Collected data entries
use std::sync::Mutex;

use tracing::debug;

use crate::observer::IntoWeakObserver;
use crate::registry::ObserverRegistry;

/// A Subject holds an integer state and tells its observers whenever the state changes.
/// Observers are held weakly, so dropping an observer is all it takes to stop receiving events.
#[derive(Debug, Default)]
pub struct Subject {
    state: Mutex<i64>,
    observers: ObserverRegistry,
}

impl Subject {
    pub fn new() -> Self { Self::default() }

    pub fn with_state(state: i64) -> Self { Self { state: Mutex::new(state), observers: ObserverRegistry::new() } }

    pub fn state(&self) -> i64 { *self.state.lock().expect("state lock is poisoned") }

    pub fn register_observer<O: IntoWeakObserver>(&self, observer: O) -> bool { self.observers.register_observer(observer) }

    pub fn unregister_observer<O: IntoWeakObserver>(&self, observer: O) -> bool { self.observers.unregister_observer(observer) }

    /// Sets the state, notifying every live observer if it changed.
    /// All observers have been notified by the time this returns.
    pub fn set_state(&self, new_state: i64) {
        {
            let mut state = self.state.lock().expect("state lock is poisoned");
            if *state == new_state {
                return;
            }
            *state = new_state;
        }
        debug!("state changed to {new_state}");
        self.notify(&format!("Changed state on: {new_state}"));
    }

    /// Number of registered observers, including expired ones not yet pruned
    pub fn observer_count(&self) -> usize { self.observers.len() }

    pub(crate) fn notify(&self, event: &str) -> usize { self.observers.notify(event) }
}
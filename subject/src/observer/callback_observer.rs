use super::Observer;
use crate::{Error, Subject};
use std::sync::{Arc, Weak};

/// A CallbackObserver wraps a callback which is called whenever a subject
/// it is registered with emits an event.
///
/// It can only be constructed behind an `Arc`, which is what allows it to hand
/// out weak handles to itself and register itself with a subject.
pub struct CallbackObserver {
    callback: Box<dyn Fn(&str) + Send + Sync>,
    me: Weak<CallbackObserver>,
}

impl CallbackObserver {
    /// Create a new callback observer, owned by the returned handle
    pub fn new<F: Fn(&str) + Send + Sync + 'static>(callback: F) -> Arc<Self> {
        Arc::new_cyclic(|me| Self { callback: Box::new(callback), me: me.clone() })
    }

    /// A weak handle to this observer
    pub fn weak(&self) -> Weak<Self> { self.me.clone() }

    /// Recover an owning handle to this observer.
    /// Fails once every owning handle has been dropped.
    pub fn shared_from_this(&self) -> Result<Arc<Self>, Error> { self.me.upgrade().ok_or(Error::Expired) }

    /// Register this observer with a subject without the caller needing an owning handle
    pub fn register_me(&self, subject: &Subject) -> bool { subject.register_observer(self.weak()) }

    pub fn unregister_me(&self, subject: &Subject) -> bool { subject.unregister_observer(self.weak()) }
}

impl Observer for CallbackObserver {
    fn notify(&self, event: &str) { (self.callback)(event) }
}

impl std::fmt::Debug for CallbackObserver {
    fn fmt(&self, f: &mut std::fmt::Formatter<'_>) -> std::fmt::Result {
        f.debug_struct("CallbackObserver").field("alive", &(self.me.strong_count() > 0)).finish()
    }
}
use super::Observer;
use std::sync::{Arc, Mutex};
use tracing::info;

/// A named observer which logs every event it receives and keeps a record of them.
#[derive(Debug)]
pub struct LoggingObserver {
    name: String,
    events: Mutex<Vec<String>>,
}

impl LoggingObserver {
    pub fn new(name: impl Into<String>) -> Arc<Self> { Arc::new(Self { name: name.into(), events: Mutex::new(Vec::new()) }) }

    pub fn name(&self) -> &str { &self.name }

    /// All events received so far
    pub fn events(&self) -> Vec<String> { self.events.lock().expect("events lock is poisoned").clone() }

    /// Drain the events received since the last call
    pub fn take_events(&self) -> Vec<String> { self.events.lock().expect("events lock is poisoned").drain(..).collect() }
}

impl Observer for LoggingObserver {
    fn notify(&self, event: &str) {
        info!("{}: {event}", self.name);
        self.events.lock().expect("events lock is poisoned").push(event.to_string());
    }
}
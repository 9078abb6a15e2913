/*!
A subject/observer registry that never owns its observers

# Design requirements:
- The registry stores weak handles only. Whoever created an observer owns it.
- A weak handle is always upgraded before the observer is touched.
- Expired handles are pruned during the same pass that delivers the notification.
- Registration is keyed by allocation identity, so registering twice is harmless.
- Observers may call back into the registry while being notified.

# Basic usage

```rust
use weak_subject::*;

let subject = Subject::new();
let a = LoggingObserver::new("a");
let b = LoggingObserver::new("b");
subject.register_observer(&a);
subject.register_observer(&b);

subject.set_state(1);
assert_eq!(a.events(), ["Changed state on: 1"]);
assert_eq!(b.events(), ["Changed state on: 1"]);

drop(b);
subject.set_state(2);
assert_eq!(a.events(), ["Changed state on: 1", "Changed state on: 2"]);
assert_eq!(subject.observer_count(), 1);
```

# Self registration

```rust
use weak_subject::*;

let subject = Subject::new();
let observer = CallbackObserver::new(|event: &str| println!("got {event}"));
observer.register_me(&subject);
subject.set_state(7);
```
*/

mod error;
pub mod observer;
mod registry;
mod subject;

pub use error::*;
pub use observer::*;
pub use registry::*;
pub use subject::*;
//! evaluation results and the traits every node implements
use crate::diagnostics::{Diagnostic, DiagnosticKind, Diagnostics};
use crate::engine::Main;
use crate::hcl_documents::SourceRange;
use crate::phase::EvalPhase;
use crate::plan::ResourceInstanceChange;
use crate::promising::{Canceled, CycleError, Once, PromiseError};
use crate::types::Type;
use crate::value::Value;
use std::future::Future;
use std::sync::Arc;

/// What a node's evaluation body produced
#[derive(Debug, Clone, PartialEq)]
pub enum Outcome<T> {
    Resolved(T),
    /// Not knowable in this phase, e.g. inside a stack whose expansion is unknown
    Deferred,
    /// Evaluation failed; the reasons are in the accompanying diagnostics
    Failed,
}

impl<T> Outcome<T> {
    pub fn resolved(&self) -> Option<&T> {
        match self {
            Outcome::Resolved(value) => Some(value),
            _ => None,
        }
    }
}

/// The memoized result of one node in one phase
#[derive(Debug, Clone, PartialEq)]
pub struct MemoizedResult<T> {
    pub outcome: Outcome<T>,
    pub diagnostics: Diagnostics,
}

impl<T> MemoizedResult<T> {
    pub fn resolved(value: T, diagnostics: Diagnostics) -> Self {
        Self {
            outcome: Outcome::Resolved(value),
            diagnostics,
        }
    }

    pub fn deferred(diagnostics: Diagnostics) -> Self {
        Self {
            outcome: Outcome::Deferred,
            diagnostics,
        }
    }

    pub fn failed(diagnostics: Diagnostics) -> Self {
        Self {
            outcome: Outcome::Failed,
            diagnostics,
        }
    }
}

impl MemoizedResult<Value> {
    /// The resolved value, or an unknown of type `ty` standing in for it
    pub fn value_or_placeholder(&self, ty: &Type) -> Value {
        match &self.outcome {
            Outcome::Resolved(value) => value.clone(),
            Outcome::Deferred | Outcome::Failed => Value::Unknown(ty.clone()),
        }
    }
}

pub(crate) type Memo<T> = Once<Arc<MemoizedResult<T>>>;

/// Runs `compute` at most once for `once`
///
/// A self-dependency is turned into a failed result carrying a circular reference
/// diagnostic.
pub(crate) async fn do_once_with_diags<T, F, Fut>(
    once: &Memo<T>,
    name: &str,
    subject: Option<&SourceRange>,
    compute: F,
) -> Result<Arc<MemoizedResult<T>>, Canceled>
where
    T: Send + Sync,
    F: FnOnce() -> Fut,
    Fut: Future<Output = Result<MemoizedResult<T>, Canceled>>,
{
    let on_cycle = |cycle: CycleError| Arc::new(circular_reference(name, subject, &cycle));
    let result = once
        .get_or_recover(name, || async { compute().await.map(Arc::new) }, on_cycle)
        .await;

    match result {
        Ok(result) => Ok(result),
        Err(PromiseError::Canceled(canceled)) => Err(canceled),
        // only the request closing the cycle ends up here, the promise itself resolves
        // through `on_cycle` once its owner finishes
        Err(PromiseError::Circular(cycle)) => Ok(on_cycle(cycle)),
    }
}

fn circular_reference<T>(
    name: &str,
    subject: Option<&SourceRange>,
    cycle: &CycleError,
) -> MemoizedResult<T> {
    let closed_by = cycle.chain.first().map(String::as_str).unwrap_or(name);
    let diagnostic = Diagnostic::error(
        "Self-dependent items in configuration",
        format!(
            "The value of {name} depends on itself. The cycle involves {}, closed by the reference to {closed_by}.",
            cycle.chain.join(", ")
        ),
    )
    .with_subject(subject.cloned())
    .with_kind(DiagnosticKind::CircularReference);
    MemoizedResult::failed(diagnostic.into())
}

/// Something that has a value in each phase
#[async_trait::async_trait]
pub trait Evaluable: Send + Sync {
    fn tracing_name(&self) -> String;

    /// The value along with every diagnostic raised while producing it
    ///
    /// Values that are not known in `phase`, or that failed, are unknown placeholders.
    async fn check_value(
        &self,
        main: &Main,
        phase: EvalPhase,
    ) -> Result<(Value, Diagnostics), Canceled>;

    async fn value(&self, main: &Main, phase: EvalPhase) -> Result<Value, Canceled> {
        Ok(self.check_value(main, phase).await?.0)
    }
}

/// Contributes to a plan
#[async_trait::async_trait]
pub trait Plannable: Send + Sync {
    async fn plan_changes(
        &self,
        main: &Main,
    ) -> Result<(Vec<ResourceInstanceChange>, Diagnostics), Canceled>;
}

/// Can be checked without any real input values
#[async_trait::async_trait]
pub trait Validatable: Send + Sync {
    async fn validate(&self, main: &Main) -> Result<Diagnostics, Canceled>;
}

/// A node visited by [crate::walk]
pub trait Walkable: Plannable + Validatable {}

impl<T: Plannable + Validatable> Walkable for T {}
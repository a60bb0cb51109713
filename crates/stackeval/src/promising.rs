//! compute-once promises with self-dependency detection
//!
//! A [Once] runs its compute function at most once and hands the result to every requester.
//! Requesters that arrive while the computation is in progress suspend until it finishes.
//!
//! Waiting is where deadlocks come from: if task `A` waits on a promise being computed by
//! task `B` which (transitively) waits on a promise `A` is computing, nobody can make
//! progress. Each participating tokio task therefore carries a task-local [TaskContext] and
//! all tasks of one run share a tracker recording
//!
//! - which task owns (is computing) each in-flight promise,
//! - the stack of promises each task is computing,
//! - the promise each task is currently waiting on.
//!
//! Before suspending, a requester walks `promise -> owner -> promise that owner awaits -> ...`.
//! If the walk arrives back at the requester, the request fails with [CycleError] instead.
//! Every promise on the walked chain is marked and resolves with the same [CycleError] once
//! its compute function returns, so each member of the cycle reports it.
//!
//! Compute functions evaluate their own nested requests sequentially: a promise owned by the
//! current task is always on the current call stack.
use std::collections::HashMap;
use std::fmt;
use std::future::Future;
use std::sync::atomic::{AtomicU64, Ordering};
use std::sync::{Arc, Mutex, MutexGuard, PoisonError};
use tokio::sync::watch;

#[derive(Debug, Clone, Copy, PartialEq, Eq, Hash)]
pub struct TaskId(u64);

#[derive(Debug, Clone, Copy, PartialEq, Eq, Hash)]
pub struct PromiseId(u64);

static NEXT_ID: AtomicU64 = AtomicU64::new(1);

fn next_id() -> u64 {
    NEXT_ID.fetch_add(1, Ordering::Relaxed)
}

/// The surrounding run was canceled before a result was available
#[derive(thiserror::Error, Debug, Clone, Copy, PartialEq, Eq)]
#[error("evaluation was canceled")]
pub struct Canceled;

/// A request would have waited on its own result
#[derive(thiserror::Error, Debug, Clone, PartialEq, Eq)]
#[error("self-dependent items: {}", .chain.join(", "))]
pub struct CycleError {
    /// Names of the promises on the cycle, starting at the one that was requested
    pub chain: Vec<String>,
}

#[derive(thiserror::Error, Debug, Clone, PartialEq, Eq)]
pub enum PromiseError {
    #[error(transparent)]
    Circular(#[from] CycleError),
    #[error(transparent)]
    Canceled(#[from] Canceled),
}

/// Cooperative cancellation shared by every task of a run
#[derive(Debug, Clone)]
pub struct CancelToken {
    sender: Arc<watch::Sender<bool>>,
}

impl Default for CancelToken {
    fn default() -> Self {
        Self::new()
    }
}

impl CancelToken {
    pub fn new() -> Self {
        let (sender, _) = watch::channel(false);
        Self {
            sender: Arc::new(sender),
        }
    }

    pub fn cancel(&self) {
        tracing::debug!("cancellation requested");
        self.sender.send_replace(true);
    }

    pub fn is_cancelled(&self) -> bool {
        *self.sender.borrow()
    }

    /// Completes once [CancelToken::cancel] was called
    pub async fn cancelled(&self) {
        let mut receiver = self.sender.subscribe();
        if receiver.wait_for(|cancelled| *cancelled).await.is_err() {
            // the sender lives as long as `self`, this is never reached
            std::future::pending::<()>().await
        }
    }
}

#[derive(Debug, Default)]
struct TrackerState {
    owners: HashMap<PromiseId, TaskId>,
    names: HashMap<PromiseId, String>,
    stacks: HashMap<TaskId, Vec<PromiseId>>,
    waiting: HashMap<TaskId, PromiseId>,
    cyclic: HashMap<PromiseId, CycleError>,
}

impl TrackerState {
    /// Follows ownership and waits from `start` and returns the chain of promises if it leads
    /// back to `me`
    fn find_cycle(&self, me: TaskId, start: PromiseId) -> Option<Vec<PromiseId>> {
        let mut chain = vec![];
        let mut promise = start;

        // each step visits a different task unless it reaches `me`
        for _ in 0..=self.stacks.len() {
            let owner = *self.owners.get(&promise)?;
            let stack = self.stacks.get(&owner)?;
            let from = stack.iter().position(|p| *p == promise)?;
            chain.extend_from_slice(&stack[from..]);

            if owner == me {
                return Some(chain);
            }
            promise = *self.waiting.get(&owner)?;
        }

        None
    }

    fn name(&self, promise: PromiseId) -> String {
        self.names
            .get(&promise)
            .cloned()
            .unwrap_or_else(|| format!("promise {}", promise.0))
    }
}

#[derive(Debug, Default)]
struct Tracker {
    state: Mutex<TrackerState>,
}

impl Tracker {
    fn lock(&self) -> MutexGuard<'_, TrackerState> {
        self.state.lock().unwrap_or_else(PoisonError::into_inner)
    }

    fn begin_compute(&self, task: TaskId, promise: PromiseId, name: &str) {
        let mut state = self.lock();
        state.owners.insert(promise, task);
        state.names.insert(promise, name.to_owned());
        state.stacks.entry(task).or_default().push(promise);
    }

    /// Returns the cycle `promise` was found to be part of, if any
    fn end_compute(&self, task: TaskId, promise: PromiseId) -> Option<CycleError> {
        let mut state = self.lock();
        state.owners.remove(&promise);
        state.names.remove(&promise);
        if let Some(stack) = state.stacks.get_mut(&task) {
            if let Some(index) = stack.iter().rposition(|p| *p == promise) {
                stack.remove(index);
            }
            if stack.is_empty() {
                state.stacks.remove(&task);
            }
        }
        state.cyclic.remove(&promise)
    }

    fn begin_wait(&self, task: TaskId, promise: PromiseId) -> Result<(), CycleError> {
        let mut state = self.lock();

        if let Some(chain) = state.find_cycle(task, promise) {
            let err = CycleError {
                chain: chain.iter().map(|id| state.name(*id)).collect(),
            };
            tracing::debug!(%err, "self-dependency detected");
            for id in chain {
                state.cyclic.insert(id, err.clone());
            }
            return Err(err);
        }

        state.waiting.insert(task, promise);
        Ok(())
    }

    fn end_wait(&self, task: TaskId) {
        self.lock().waiting.remove(&task);
    }
}

#[derive(Clone)]
struct TaskContext {
    id: TaskId,
    tracker: Arc<Tracker>,
    cancel: CancelToken,
}

impl TaskContext {
    fn root(cancel: CancelToken) -> Self {
        Self {
            id: TaskId(next_id()),
            tracker: Default::default(),
            cancel,
        }
    }

    fn child(&self) -> Self {
        Self {
            id: TaskId(next_id()),
            tracker: Arc::clone(&self.tracker),
            cancel: self.cancel.clone(),
        }
    }
}

tokio::task_local! {
    static CURRENT_TASK: TaskContext;
}

/// Runs `future` as the root task of a new evaluation run
pub async fn main_task<F: Future>(cancel: CancelToken, future: F) -> F::Output {
    CURRENT_TASK.scope(TaskContext::root(cancel), future).await
}

/// Spawns a tokio task taking part in the current run
///
/// The task shares cycle tracking and cancellation with the task calling `spawn`.
pub fn spawn<F>(future: F) -> tokio::task::JoinHandle<F::Output>
where
    F: Future + Send + 'static,
    F::Output: Send + 'static,
{
    let task = CURRENT_TASK
        .try_with(TaskContext::child)
        .unwrap_or_else(|_| TaskContext::root(CancelToken::new()));
    tokio::spawn(CURRENT_TASK.scope(task, future))
}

What you are asked to do :: From the line containing "The task shares" to the last line above, repeat every line exactly and nothing else.

Written response ::
/// The task shares cycle tracking and cancellation with the task calling `spawn`.
pub fn spawn<F>(future: F) -> tokio::task::JoinHandle<F::Output>
where
    F: Future + Send + 'static,
    F::Output: Send + 'static,
{
    let task = CURRENT_TASK
        .try_with(TaskContext::child)
        .unwrap_or_else(|_| TaskContext::root(CancelToken::new()));
    tokio::spawn(CURRENT_TASK.scope(task, future))
}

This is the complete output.